> [WHAT THE EXERCISE ASKS]: Once you find the line containing "to be cancelled." in the data below, copy it and each following line exactly, up to and including the line containing "pub fn reason(&self)", and nothing else.

____________________

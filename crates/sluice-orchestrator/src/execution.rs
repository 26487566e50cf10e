use std::path::PathBuf;
use std::sync::{Mutex, MutexGuard, PoisonError};

use chrono::{DateTime, Utc};
use serde::{Deserialize, Serialize};
use sluice_relay::{FailureKind, RequestState};
use tokio::sync::watch;
use tokio_util::sync::CancellationToken;

/// Result of a cancellation request.
#[derive(Debug, Clone, Copy, PartialEq, Eq, Serialize, Deserialize)]
#[serde(rename_all = "snake_case")]
pub enum CancelOutcome {
  Acknowledged,
  AlreadyTerminal,
  NotFound,
}

/// Lifecycle of the execution unit serving a request.
#[derive(Debug, Clone, Copy, PartialEq, Eq, Serialize, Deserialize)]
#[serde(rename_all = "snake_case")]
pub enum UnitStatus {
  Pending,
  Running,
  Succeeded,
  Failed,
  Cancelled,
}

#[derive(Debug, Clone, PartialEq, Eq, Serialize, Deserialize)]
pub struct UnitRecord {
  pub unit_id: String,
  pub strategy: String,
  pub status: UnitStatus,
  #[serde(skip_serializing_if = "Option::is_none")]
  pub started_at: Option<DateTime<Utc>>,
  #[serde(skip_serializing_if = "Option::is_none")]
  pub ended_at: Option<DateTime<Utc>>,
}

#[derive(Debug, Clone, PartialEq, Eq, Serialize, Deserialize)]
pub struct Failure {
  pub kind: FailureKind,
  pub message: String,
}

/// Result-location bookkeeping for one request.
#[derive(Debug, Clone, PartialEq, Serialize, Deserialize)]
pub struct ExecutionRecord {
  pub request_id: String,
  pub packet: String,
  /// Tier the caller asked for.
  pub tier: String,
  /// Tier actually used, when it differs after a degrade.
  #[serde(skip_serializing_if = "Option::is_none")]
  pub served_tier: Option<String>,
  pub state: RequestState,
  pub submitted_at: DateTime<Utc>,
  #[serde(skip_serializing_if = "Option::is_none")]
  pub unit: Option<UnitRecord>,
  pub output_locations: Vec<PathBuf>,
  #[serde(skip_serializing_if = "Option::is_none")]
  pub failure: Option<Failure>,
}

impl ExecutionRecord {
  pub fn new(request_id: &str, packet: &str, tier: &str) -> Self {
    Self {
      request_id: request_id.to_string(),
      packet: packet.to_string(),
      tier: tier.to_string(),
      served_tier: None,
      state: RequestState::Queued,
      submitted_at: Utc::now(),
      unit: None,
      output_locations: Vec::new(),
      failure: None,
    }
  }
}

/// Shared handle on one in-flight request.
///
/// Cancellation and the terminal decision go through the same lock: once
/// cancel has been acknowledged the request ends `Cancelled`, and once a
/// terminal state is recorded cancel reports `AlreadyTerminal`.
#[derive(Debug)]
pub struct Execution {
  inner: Mutex<ExecutionInner>,
  cancel: CancellationToken,
  finished: watch::Sender<bool>,
}

#[derive(Debug)]
pub(crate) struct ExecutionInner {
  pub(crate) record: ExecutionRecord,
  pub(crate) cancel_requested: bool,
}

impl Execution {
  pub fn new(record: ExecutionRecord) -> Self {
    Self {
      inner: Mutex::new(ExecutionInner {
        record,
        cancel_requested: false,
      }),
      cancel: CancellationToken::new(),
      finished: watch::Sender::new(false),
    }
  }

  pub(crate) fn lock(&self) -> MutexGuard<'_, ExecutionInner> {
    self.inner.lock().unwrap_or_else(PoisonError::into_inner)
  }

  pub fn request_id(&self) -> String {
    self.lock().record.request_id.clone()
  }

  pub fn record(&self) -> ExecutionRecord {
    self.lock().record.clone()
  }

  pub fn state(&self) -> RequestState {
    self.lock().record.state
  }

  pub fn is_terminal(&self) -> bool {
    self.state().is_terminal()
  }

  pub(crate) fn cancel_token(&self) -> CancellationToken {
    self.cancel.clone()
  }

  /// Ask for the request to be cancelled.
  pub fn request_cancel(&self) -> CancelOutcome {
    let mut inner = self.lock();
    if inner.record.state.is_terminal() {
      return CancelOutcome::AlreadyTerminal;
    }
    inner.cancel_requested = true;
    drop(inner);
    self.cancel.cancel();
    CancelOutcome::Acknowledged
  }

  pub(crate) fn mark_finished(&self) {
    self.finished.send_replace(true);
  }

  /// Wait until the request is terminal and return its record.
  pub async fn wait(&self) -> ExecutionRecord {
    let mut finished = self.finished.subscribe();
    // The sender lives in `self`, so this only ends once finished is set.
    let _ = finished.wait_for(|done| *done).await;
    self.record()
  }
}
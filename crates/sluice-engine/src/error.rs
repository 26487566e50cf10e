use sluice_injector::ParameterError;
use sluice_orchestrator::OrchestratorError;
use sluice_packet::PacketError;
use sluice_resolver::DependencyError;
use thiserror::Error;

/// Why a submission was refused. Nothing has been launched when this is
/// returned.
#[derive(Debug, Error)]
pub enum Rejection {
  #[error("unknown packet: {name}@{version}")]
  UnknownPacket { name: String, version: String },

  #[error("packet integrity error: {0}")]
  PacketIntegrity(PacketError),

  #[error("dependency unsatisfied: {0}")]
  DependencyUnsatisfied(#[from] DependencyError),

  #[error("invalid parameter: {0}")]
  InvalidParameter(#[from] ParameterError),

  #[error("no capacity for tier '{tier}' (strategy '{strategy}')")]
  CapacityExhausted { tier: String, strategy: String },

  #[error("unknown quality tier: {tier}")]
  UnknownTier { tier: String },

  #[error("invalid request: {0}")]
  InvalidRequest(String),
}

impl Rejection {
  /// Stable machine-readable reason.
  pub fn reason(&self) -> &'static str {
    match self {
      Rejection::UnknownPacket { .. } => "unknown_packet",
      Rejection::PacketIntegrity(_) => "packet_integrity",
      Rejection::DependencyUnsatisfied(_) => "dependency_unsatisfied",
      Rejection::InvalidParameter(_) => "invalid_parameter",
      Rejection::CapacityExhausted { .. } => "capacity_exhausted",
      Rejection::UnknownTier { .. } => "unknown_tier",
      Rejection::InvalidRequest(_) => "invalid_request",
    }
  }
}

impl From<PacketError> for Rejection {
  fn from(e: PacketError) -> Self {
    match e {
      PacketError::NotFound { name, version } => Rejection::UnknownPacket { name, version },
      other => Rejection::PacketIntegrity(other),
    }
  }
}

impl From<OrchestratorError> for Rejection {
  fn from(e: OrchestratorError) -> Self {
    match e {
      OrchestratorError::UnknownTier { tier } => Rejection::UnknownTier { tier },
      OrchestratorError::CapacityExhausted { tier, strategy } => {
        Rejection::CapacityExhausted { tier, strategy }
      }
    }
  }
}
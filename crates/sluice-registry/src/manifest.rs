use serde::{Deserialize, Serialize};
use sluice_config::CapabilityKind;

/// Metadata describing an installed capability (`capability.json`).
#[derive(Debug, Clone, PartialEq, Serialize, Deserialize)]
pub struct CapabilityManifest {
  /// Capability name, e.g. "vendor/model-X"
  pub name: String,

  /// Version string, e.g. "1.0"
  pub version: String,

  #[serde(default)]
  pub kind: CapabilityKind,

  #[serde(default)]
  pub description: String,
}

impl CapabilityManifest {
  /// Directory name for this capability: "name--version" with slashes
  /// replaced by double dashes.
  pub fn dir_name(&self) -> String {
    sluice_config::dir_name(&self.name, &self.version)
  }
}

#[cfg(test)]
mod tests {
  use super::*;

  #[test]
  fn test_dir_name() {
    let manifest = CapabilityManifest {
      name: "vendor/model-X".to_string(),
      version: "1.0".to_string(),
      kind: CapabilityKind::Model,
      description: "Base diffusion model".to_string(),
    };

    assert_eq!(manifest.dir_name(), "vendor--model-X--1.0");
  }

  #[test]
  fn test_kind_defaults_to_model() {
    let manifest: CapabilityManifest =
      serde_json::from_str(r#"{ "name": "upscaler", "version": "2" }"#).unwrap();
    assert_eq!(manifest.kind, CapabilityKind::Model);
    assert!(manifest.description.is_empty());
  }
}
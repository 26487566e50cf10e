//! Sluice Relay
//!
//! Typed execution events and the relay that fans them out to client
//! sessions.
//!
//! Events for one request are published by a single [`EventEmitter`], which
//! numbers them and refuses to publish after the request's final event. The
//! [`EventRelay`] delivers each event to the sessions subscribed to its
//! request id, in order, without ever blocking the publisher:
//!
//! - every session has a bounded outbox; when it is full the oldest queued
//!   event is dropped
//! - a disconnected session is either kept (buffering up to the same bound,
//!   replayed on reattach) or removed, depending on [`DisconnectPolicy`]
//!
//! [`DisconnectPolicy`]: sluice_config::DisconnectPolicy

mod emitter;
mod event;
mod outbox;
mod relay;

pub use emitter::{EventEmitter, EventPublisher, NoopPublisher};
pub use event::{Event, EventBody, FailureKind, ProgressUpdate, RequestState};
pub use relay::{EventRelay, Session, SessionId};
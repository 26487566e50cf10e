use std::collections::HashMap;
use std::sync::{Arc, Mutex, PoisonError};

use tokio::sync::Notify;
use tracing::trace;

/// Execution slots per strategy.
///
/// This table is the only state shared between supervisors. Slots are held
/// through [`SlotGuard`]s and returned when the guard drops.
#[derive(Clone)]
pub struct CapacityTable {
  inner: Arc<CapacityInner>,
}

struct CapacityInner {
  slots: Mutex<HashMap<String, Slots>>,
  released: Notify,
}

#[derive(Debug, Clone, Copy)]
struct Slots {
  capacity: usize,
  in_use: usize,
}

impl CapacityTable {
  pub fn new<'a>(strategies: impl IntoIterator<Item = (&'a str, usize)>) -> Self {
    let slots = strategies
      .into_iter()
      .map(|(name, capacity)| {
        (
          name.to_string(),
          Slots {
            capacity,
            in_use: 0,
          },
        )
      })
      .collect();
    Self {
      inner: Arc::new(CapacityInner {
        slots: Mutex::new(slots),
        released: Notify::new(),
      }),
    }
  }

  /// Take a slot if one is free right now.
  pub fn try_claim(&self, strategy: &str) -> Option<SlotGuard> {
    let mut slots = self
      .inner
      .slots
      .lock()
      .unwrap_or_else(PoisonError::into_inner);
    let entry = slots.get_mut(strategy)?;
    if entry.in_use >= entry.capacity {
      return None;
    }
    entry.in_use += 1;
    trace!(strategy, in_use = entry.in_use, "slot_claimed");
    Some(SlotGuard {
      table: self.clone(),
      strategy: strategy.to_string(),
    })
  }

  /// Wait until a slot is free and take it.
  pub async fn claim(&self, strategy: &str) -> SlotGuard {
    loop {
      let released = self.inner.released.notified();
      tokio::pin!(released);
      // Register before checking so a release in between is not missed.
      released.as_mut().enable();
      if let Some(guard) = self.try_claim(strategy) {
        return guard;
      }
      released.await;
    }
  }

  /// Free slots for `strategy`.
  pub fn available(&self, strategy: &str) -> usize {
    self
      .inner
      .slots
      .lock()
      .unwrap_or_else(PoisonError::into_inner)
      .get(strategy)
      .map_or(0, |s| s.capacity.saturating_sub(s.in_use))
  }

  fn release(&self, strategy: &str) {
    {
      let mut slots = self
        .inner
        .slots
        .lock()
        .unwrap_or_else(PoisonError::into_inner);
      if let Some(entry) = slots.get_mut(strategy) {
        entry.in_use = entry.in_use.saturating_sub(1);
        trace!(strategy, in_use = entry.in_use, "slot_released");
      }
    }
    self.inner.released.notify_waiters();
  }
}

/// A claimed execution slot.
#[derive(Debug)]
pub struct SlotGuard {
  table: CapacityTable,
  strategy: String,
}

impl SlotGuard {
  pub fn strategy(&self) -> &str {
    &self.strategy
  }
}

impl Drop for SlotGuard {
  fn drop(&mut self) {
    self.table.release(&self.strategy);
  }
}

impl std::fmt::Debug for CapacityTable {
  fn fmt(&self, f: &mut std::fmt::Formatter<'_>) -> std::fmt::Result {
    f.debug_struct("CapacityTable").finish_non_exhaustive()
  }
}

#[cfg(test)]
mod tests {
  use super::*;
  use std::time::Duration;

  #[test]
  fn test_claim_up_to_capacity() {
    let table = CapacityTable::new([("gpu", 2)]);
    let a = table.try_claim("gpu").unwrap();
    let _b = table.try_claim("gpu").unwrap();
    assert!(table.try_claim("gpu").is_none());

    drop(a);
    assert_eq!(table.available("gpu"), 1);
    assert!(table.try_claim("gpu").is_some());
  }

  #[test]
  fn test_unknown_strategy_has_no_slots() {
    let table = CapacityTable::new([("gpu", 1)]);
    assert!(table.try_claim("tpu").is_none());
    assert_eq!(table.available("tpu"), 0);
  }

  #[tokio::test]
  async fn test_waiter_proceeds_after_release() {
    let table = CapacityTable::new([("gpu", 1)]);
    let held = table.try_claim("gpu").unwrap();

    let waiter = {
      let table = table.clone();
      tokio::spawn(async move { table.claim("gpu").await })
    };
    tokio::time::sleep(Duration::from_millis(20)).await;
    assert!(!waiter.is_finished());

    drop(held);
    let guard = tokio::time::timeout(Duration::from_secs(2), waiter)
      .await
      .unwrap()
      .unwrap();
    assert_eq!(guard.strategy(), "gpu");
    assert_eq!(table.available("gpu"), 0);
  }
}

____________________

> [RESULT FOR THIS TASK]:
  /// Ask for the request to be cancelled.
  pub fn request_cancel(&self) -> CancelOutcome {
    let mut inner = self.lock();
    if inner.record.state.is_terminal() {
      return CancelOutcome::AlreadyTerminal;
    }
    inner.cancel_requested = true;
    drop(inner);
    self.cancel.cancel();
    CancelOutcome::Acknowledged
  }

  pub(crate) fn mark_finished(&self) {
    self.finished.send_replace(true);
  }

  /// Wait until the request is terminal and return its record.
  pub async fn wait(&self) -> ExecutionRecord {
    let mut finished = self.finished.subscribe();
    // The sender lives in `self`, so this only ends once finished is set.
    let _ = finished.wait_for(|done| *done).await;
    self.record()
  }
}
filename crates/sluice-engine/src/error.rs
repository 26487566e50cf10e
use sluice_injector::ParameterError;
use sluice_orchestrator::OrchestratorError;
use sluice_packet::PacketError;
use sluice_resolver::DependencyError;
use thiserror::Error;

/// Why a submission was refused. Nothing has been launched when this is
/// returned.
#[derive(Debug, Error)]
pub enum Rejection {
  #[error("unknown packet: {name}@{version}")]
  UnknownPacket { name: String, version: String },

  #[error("packet integrity error: {0}")]
  PacketIntegrity(PacketError),

  #[error("dependency unsatisfied: {0}")]
  DependencyUnsatisfied(#[from] DependencyError),

  #[error("invalid parameter: {0}")]
  InvalidParameter(#[from] ParameterError),

  #[error("no capacity for tier '{tier}' (strategy '{strategy}')")]
  CapacityExhausted { tier: String, strategy: String },

  #[error("unknown quality tier: {tier}")]
  UnknownTier { tier: String },

  #[error("invalid request: {0}")]
  InvalidRequest(String),
}

impl Rejection {
  /// Stable machine-readable reason.
  pub fn reason(&self) -> &'static str {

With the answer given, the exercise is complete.